Let’s be honest upfront – it’s almost impossible to be completely objective when dealing with family and money. We love them and want to help them out if we can. The problem for some, myself included, is making sure that you’re actually helping them and not enabling them.

This post is mainly for those situations where you’re unsure if loaning or gifting them money is the right solution. For me personally, if my loved one is in a situation that they couldn’t really avoid, I’d help them out as best as I can.

Questions to Ask Before You Loan Money 

From my personal experience, I’ve had relatives hit with emergencies more than the typical person and have received calls asking for immediate help. One of the best places to start is with asking some questions and then paying attention to their response. You’re not trying to intimidate them or make them feel guilty, you’re trying to get to the truth of the matter.

  • What exactly happened? Start at the beginning and ask then when and how they
  • How do they need and why? If they can’t give you an exact number and explanation, you may want them to call you back when they do. You want to encourage them to see if they can find a frugal solution out of this.
  • What’s the plan to pay me back? I know, it’s tough to ask that, but it’s necessary. Why should you do all the heavy lifting? Instead have them take ownership of their problems.

If you feel bad about asking so many questions, just remember that if they went to a bank to get a loan, they would get a lot more questions and they would probably more financially invasive.

Now it’s time to ask yourself a few questions to help you decide what the next step should be for you.

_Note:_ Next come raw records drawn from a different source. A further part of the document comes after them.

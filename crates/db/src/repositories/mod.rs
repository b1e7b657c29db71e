//! Database repositories.
//!
//! Explicit query interfaces over the entities; each method has a concrete
//! contract instead of declarative relationship inference.

pub mod discussion;
pub mod discussion_reader;
pub mod group;
pub mod membership;
pub mod user;

pub use discussion::DiscussionRepository;
pub use discussion_reader::DiscussionReaderRepository;
pub use group::GroupRepository;
pub use membership::MembershipRepository;
pub use user::UserRepository;
impl GroupService {
    /// Create a new group service.
    #[must_use]
    pub fn new(
        group_repo: GroupRepository,
        membership_repo: MembershipRepository,
        user_repo: UserRepository,
        platform: PlatformConfig,
    ) -> Self {
        let memberships = MembershipService::new(membership_repo.clone());
        Self {
            group_repo,
            membership_repo,
            user_repo,
            memberships,
            notifier: None,
            platform,
            id_gen: IdGenerator::new(),
        }
    }

    /// Set the membership notifier.
    pub fn set_notifier(&mut self, notifier: Arc<dyn MembershipNotifier>) {
        self.notifier = Some(notifier);
    }

    /// Get a group by ID.
    pub async fn get_by_id(&self, id: &str) -> AppResult<Option<group::Model>> {
        self.group_repo.find_by_id(id).await
    }

    /// Get a group with its hierarchy-resolved fields.
    pub async fn get_response(&self, id: &str) -> AppResult<GroupResponse> {
        let group = self.group_repo.get_by_id(id).await?;
        let parent = self.group_repo.find_parent(&group).await?;
        Ok(GroupResponse::from_model(group, parent.as_ref()))
    }

    /// Create a new group.
    ///
    /// Defaults are filled before validation and never overwrite explicit
    /// values; the hierarchy guard then runs atomically with the insert. The
    /// creator is bootstrapped as admin unless it is the helper-bot account.
    pub async fn create(&self, input: CreateGroupInput) -> AppResult<group::Model> {
        let parent = match &input.parent_id {
            Some(parent_id) => Some(self.group_repo.get_by_id(parent_id).await?),
            None => None,
        };

        let mut viewable_by = parse_category(input.viewable_by.as_deref())?;
        let mut members_invitable_by = parse_category(input.members_invitable_by.as_deref())?;
        let mut max_size = input.max_size;

        permission::fill_defaults(
            parent.is_some(),
            &mut viewable_by,
            &mut members_invitable_by,
            &mut max_size,
            self.platform.default_group_max_size,
        );

        hierarchy::validate(
            &input.name,
            input.description.as_deref(),
            parent.as_ref(),
            max_size,
        )?;

        let creator = self.user_repo.get_by_id(&input.creator_id).await?;
        let group_id = self.id_gen.generate();
        let now = Utc::now();

        let model = group::ActiveModel {
            id: Set(group_id.clone()),
            parent_id: Set(input.parent_id),
            creator_id: Set(creator.id.clone()),
            name: Set(input.name),
            description: Set(input.description),
            // Filled above; absent only if fill_defaults were skipped.
            viewable_by: Set(viewable_by.unwrap_or(PermissionCategory::Members)),
            members_invitable_by: Set(
                members_invitable_by.unwrap_or(PermissionCategory::Members)
            ),
            max_size: Set(max_size),
            cannot_contribute: Set(input.cannot_contribute),
            beta_features: Set(input.beta_features),
            sectors_metric: Set(SectorTags(input.sectors_metric)),
            memberships_count: Set(0),
            archived_at: Set(None),
            created_at: Set(now.into()),
            updated_at: Set(None),
        };

        let group = self.group_repo.create(model).await?;

        if !creator.is_helper_bot {
            self.memberships.make_admin(&group.id, &creator.id).await?;
        }

        Ok(group)
    }

    /// Update a group. The hierarchy guard re-runs against the merged state;
    /// a failure blocks the whole mutation.
    pub async fn update(&self, input: UpdateGroupInput) -> AppResult<group::Model> {
        let group = self.group_repo.get_by_id(&input.group_id).await?;
        let parent = self.group_repo.find_parent(&group).await?;

        let name = input.name.clone().unwrap_or_else(|| group.name.clone());
        let description = input
            .description
            .clone()
            .unwrap_or_else(|| group.description.clone());
        let max_size = input.max_size.unwrap_or(group.max_size);

        hierarchy::validate(&name, description.as_deref(), parent.as_ref(), max_size)?;

        let mut active: group::ActiveModel = group.into();
        active.name = Set(name);
        active.description = Set(description);
        active.max_size = Set(max_size);

        if let Some(raw) = input.viewable_by.as_deref() {
            active.viewable_by = Set(require_category(raw)?);
        }
        if let Some(raw) = input.members_invitable_by.as_deref() {
            active.members_invitable_by = Set(require_category(raw)?);
        }
        if let Some(cannot_contribute) = input.cannot_contribute {
            active.cannot_contribute = Set(cannot_contribute);
        }
        if let Some(beta_features) = input.beta_features {
            active.beta_features = Set(beta_features);
        }
        if let Some(sectors_metric) = input.sectors_metric {
            active.sectors_metric = Set(SectorTags(sectors_metric));
        }
        active.updated_at = Set(Some(Utc::now().into()));

        self.group_repo.update(active).await
    }

    /// Archive a group (soft delete).
    pub async fn archive(&self, id: &str) -> AppResult<group::Model> {
        self.group_repo.archive(id).await
    }

    /// Hard-delete a group, cascading to memberships and discussions.
    pub async fn destroy(&self, id: &str) -> AppResult<()> {
        self.group_repo.destroy(id).await
    }

    // ==================== Hierarchy Queries ====================

    /// Parent's name + separator + own name for subgroups, else own name.
    pub async fn full_name(&self, group_id: &str) -> AppResult<String> {
        let group = self.group_repo.get_by_id(group_id).await?;
        let parent = self.group_repo.find_parent(&group).await?;
        Ok(permission::full_name(&group, parent.as_ref(), FULL_NAME_SEPARATOR))
    }

    /// Name of the hierarchy root.
    pub async fn root_name(&self, group_id: &str) -> AppResult<String> {
        let group = self.group_repo.get_by_id(group_id).await?;
        let parent = self.group_repo.find_parent(&group).await?;
        Ok(permission::root_name(&group, parent.as_ref()))
    }

    /// Contact address: first admin's email, else the creator's, else the
    /// platform fallback.
    pub async fn admin_email(&self, group_id: &str) -> AppResult<String> {
        let group = self.group_repo.get_by_id(group_id).await?;

        let mut admin_emails = Vec::new();
        if let Some(first_admin) = self.membership_repo.list_admins(group_id).await?.first() {
            if let Some(user) = self.user_repo.find_by_id(&first_admin.user_id).await? {
                admin_emails.push(user.email);
            }
        }

        let creator = self.user_repo.find_by_id(&group.creator_id).await?;

        Ok(permission::resolve_admin_email(
            &admin_emails,
            creator.as_ref().map(|u| u.email.as_str()),
            &self.platform.fallback_admin_email,
        ))
    }

    /// Whether the user is an admin of this group, or of its parent.
    /// Parent-admin authority cascades down one level.
    pub async fn has_admin_user(&self, group_id: &str, user_id: &str) -> AppResult<bool> {
        let group = self.group_repo.get_by_id(group_id).await?;

        if let Some(own) = self
            .membership_repo
            .find_by_group_and_user(group_id, user_id)
            .await?
        {
            if own.access_level.is_admin() {
                return Ok(true);
            }
        }

        if let Some(parent_id) = &group.parent_id {
            if let Some(parent_membership) = self
                .membership_repo
                .find_by_group_and_user(parent_id, user_id)
                .await?
            {
                return Ok(parent_membership.access_level.is_admin());
            }
        }

        Ok(false)
    }

    /// Whether the viewer may see the group, per its visibility category.
    pub async fn can_view_group(&self, group_id: &str, user_id: &str) -> AppResult<bool> {
        let group = self.group_repo.get_by_id(group_id).await?;
        let viewer = self.viewer_for(&group, user_id).await?;
        Ok(permission::can_view(group.viewable_by, viewer))
    }

    /// List a group's subgroups in creation order. Archived subgroups are
    /// excluded.
    pub async fn subgroups(
        &self,
        parent_id: &str,
        limit: u64,
        offset: u64,
    ) -> AppResult<Vec<group::Model>> {
        self.group_repo.find_subgroups(parent_id, limit, offset).await
    }

    /// List a group's memberships in joining order.
    pub async fn memberships_of(
        &self,
        group_id: &str,
        limit: u64,
        offset: u64,
    ) -> AppResult<Vec<membership::Model>> {
        self.membership_repo.list_for_group(group_id, limit, offset).await
    }

    /// List the groups a user belongs to, most recent first.
    pub async fn memberships_for_user(
        &self,
        user_id: &str,
        limit: u64,
        offset: u64,
    ) -> AppResult<Vec<membership::Model>> {
        self.membership_repo.list_for_user(user_id, limit, offset).await
    }

    // ==================== Membership Operations ====================

    /// Look up the user's membership in a group.
    pub async fn membership(
        &self,
        group_id: &str,
        user_id: &str,
    ) -> AppResult<Option<membership::Model>> {
        self.membership_repo
            .find_by_group_and_user(group_id, user_id)
            .await
    }

    /// Whether the user may file a join request: the group is a root group,
    /// or the user already holds a membership in the group's parent.
    pub async fn user_can_join(&self, group: &group::Model, user_id: &str) -> AppResult<bool> {
        let Some(parent_id) = &group.parent_id else {
            return Ok(true);
        };

        let parent_membership = self
            .membership_repo
            .find_by_group_and_user(parent_id, user_id)
            .await?;

        Ok(parent_membership.is_some_and(|m| m.access_level.is_accepted()))
    }

    /// File a join request.
    ///
    /// Ineligible users and users who already hold a membership get a no-op
    /// (`Ok(None)`), not an error. On success the notifier fires best-effort.
    pub async fn add_join_request(
        &self,
        group_id: &str,
        user_id: &str,
    ) -> AppResult<Option<membership::Model>> {
        let group = self.group_repo.get_by_id(group_id).await?;

        if !self.user_can_join(&group, user_id).await? {
            return Ok(None);
        }

        if self.membership(group_id, user_id).await?.is_some() {
            return Ok(None);
        }

        let model = membership::ActiveModel {
            id: Set(self.id_gen.generate()),
            group_id: Set(group_id.to_string()),
            user_id: Set(user_id.to_string()),
            access_level: Set(AccessLevel::Request),
            invitation_token: Set(None),
            inviter_id: Set(None),
            group_last_viewed_at: Set(None),
            created_at: Set(Utc::now().into()),
            updated_at: Set(None),
        };

        let Some(request) = Self::join_request_outcome(self.membership_repo.create(model).await)?
        else {
            return Ok(None);
        };

        if let Some(notifier) = &self.notifier {
            if let Err(e) = notifier.membership_requested(&request).await {
                tracing::warn!(
                    membership_id = %request.id,
                    error = %e,
                    "membership request notification failed"
                );
            }
        }

        Ok(Some(request))
    }

    /// Idempotently make the user a member.
    pub async fn add_member(
        &self,
        group_id: &str,
        user_id: &str,
        inviter_id: Option<&str>,
    ) -> AppResult<membership::Model> {
        self.memberships
            .promote_to_member(group_id, user_id, inviter_id)
            .await
    }

    /// Idempotently make the user an admin.
    pub async fn add_admin(&self, group_id: &str, user_id: &str) -> AppResult<membership::Model> {
        self.memberships.make_admin(group_id, user_id).await
    }

    /// Claim a pending invitation by its token.
    pub async fn accept_invitation(
        &self,
        token: &str,
        user_id: &str,
    ) -> AppResult<membership::Model> {
        self.memberships.accept_invitation(token, user_id).await
    }

    /// Stage a pending invitation: a member-level row holding a token until
    /// the invitee claims it.
    pub async fn invite(
        &self,
        group_id: &str,
        user_id: &str,
        inviter_id: &str,
    ) -> AppResult<membership::Model> {
        let model = membership::ActiveModel {
            id: Set(self.id_gen.generate()),
            group_id: Set(group_id.to_string()),
            user_id: Set(user_id.to_string()),
            access_level: Set(AccessLevel::Member),
            invitation_token: Set(Some(self.id_gen.generate_token())),
            inviter_id: Set(Some(inviter_id.to_string())),
            group_last_viewed_at: Set(None),
            created_at: Set(Utc::now().into()),
            updated_at: Set(None),
        };

        self.membership_repo.create(model).await
    }

    /// Whether the group has reached its effective size limit.
    pub async fn is_full(&self, group_id: &str) -> AppResult<bool> {
        let group = self.group_repo.get_by_id(group_id).await?;
        let parent = self.group_repo.find_parent(&group).await?;

        let Some(max_size) = permission::effective_max_size(&group, parent.as_ref()) else {
            return Ok(false);
        };

        let accepted = self.membership_repo.count_accepted(group_id).await?;
        Ok(accepted >= u64::try_from(max_size).unwrap_or(0))
    }

    /// Record that the user viewed the group's activity.
    pub async fn mark_group_viewed(
        &self,
        group_id: &str,
        user_id: &str,
        at: chrono::DateTime<Utc>,
    ) -> AppResult<membership::Model> {
        self.membership_repo
            .set_group_last_viewed(group_id, user_id, at)
            .await
    }

    // ==================== Helpers ====================

    /// Collapse a lost concurrent request-creation race into the no-op
    /// outcome; the surviving row already represents the user.
    fn join_request_outcome(
        created: AppResult<membership::Model>,
    ) -> AppResult<Option<membership::Model>> {
        match created {
            Ok(request) => Ok(Some(request)),
            Err(AppError::DuplicateMembership { .. }) => Ok(None),
            Err(e) => Err(e),
        }
    }

    async fn viewer_for(
        &self,
        group: &group::Model,
        user_id: &str,
    ) -> AppResult<permission::Viewer> {
        let own = self
            .membership_repo
            .find_by_group_and_user(&group.id, user_id)
            .await?;

        let parent_membership = match &group.parent_id {
            Some(parent_id) => {
                self.membership_repo
                    .find_by_group_and_user(parent_id, user_id)
                    .await?
            }
            None => None,
        };

        Ok(permission::Viewer {
            is_member: own.as_ref().is_some_and(|m| m.access_level.is_accepted()),
            is_admin: own.as_ref().is_some_and(|m| m.access_level.is_admin()),
            is_parent_group_member: parent_membership
                .is_some_and(|m| m.access_level.is_accepted()),
        })
    }
}
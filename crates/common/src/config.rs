//! Application configuration.

use serde::Deserialize;

/// Application configuration.
#[derive(Debug, Clone, Deserialize)]
pub struct Config {
    /// Database configuration.
    pub database: DatabaseConfig,
    /// Platform-level settings.
    #[serde(default)]
    pub platform: PlatformConfig,
}

/// Database connection configuration.
#[derive(Debug, Clone, Deserialize)]
pub struct DatabaseConfig {
    /// `PostgreSQL` connection URL.
    pub url: String,
    /// Maximum number of connections in the pool.
    #[serde(default = "default_max_connections")]
    pub max_connections: u32,
    /// Minimum number of connections in the pool.
    #[serde(default = "default_min_connections")]
    pub min_connections: u32,
}

/// Platform-level settings.
#[derive(Debug, Clone, Deserialize)]
pub struct PlatformConfig {
    /// Address reported for a group with neither admins nor a creator.
    #[serde(default = "default_fallback_admin_email")]
    pub fallback_admin_email: String,
    /// Default size limit applied to new root groups.
    #[serde(default = "default_group_max_size")]
    pub default_group_max_size: i32,
}

impl Default for PlatformConfig {
    fn default() -> Self {
        Self {
            fallback_admin_email: default_fallback_admin_email(),
            default_group_max_size: default_group_max_size(),
        }
    }
}

fn default_fallback_admin_email() -> String {
    "contact@agora.example".to_string()
}

const fn default_group_max_size() -> i32 {
    50
}

const fn default_max_connections() -> u32 {
    100
}

const fn default_min_connections() -> u32 {
    5
}

impl Config {
    /// Load configuration from files and environment variables.
    ///
    /// Configuration is loaded in the following order:
    /// 1. `config/default.toml`
    /// 2. `config/{environment}.toml` (based on `AGORA_ENV`)
    /// 3. Environment variables with `AGORA_` prefix
    pub fn load() -> Result<Self, config::ConfigError> {
        let env = std::env::var("AGORA_ENV").unwrap_or_else(|_| "development".to_string());

        let config = config::Config::builder()
            .add_source(config::File::with_name("config/default").required(false))
            .add_source(config::File::with_name(&format!("config/{env}")).required(false))
            .add_source(
                config::Environment::with_prefix("AGORA")
                    .separator("__")
                    .try_parsing(true),
            )
            .build()?;

        config.try_deserialize()
    }
}

#[cfg(test)]
mod tests {
    use super::*;

    #[test]
    fn test_platform_defaults() {
        let platform = PlatformConfig::default();
        assert_eq!(platform.fallback_admin_email, "contact@agora.example");
        assert_eq!(platform.default_group_max_size, 50);
    }
}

  • Can you really afford to help them? Be honest with yourself. Do you have the money to help them without hurting yourself? You may have some savings tucked away, but can you afford never seeing that money again?
  • Do you feel like you’re being pressured and/or guilted into loaning money? The request for a rapid response has thrown me off before, but now I ask them to let me review my finances first before committing to anything.  I need time to look at the situation and then I can decide what I’d feel comfortable doing.
  • If you’re married, how does your spouse feel? If you’re a parent, how will this affect them? You have to balance your responsibilities with this request.

The final decision is up to you and having as much information as possible can help you be more objective.

Thoughts on Loaning to Loved Ones

I hope these guidelines can help you balance taking care of family and friends without putting your own finances at risk. Don’t stress if you still feel bad and loan out the money. I break my own rules at times. The main point is that you don’t hurt yourself while helping others.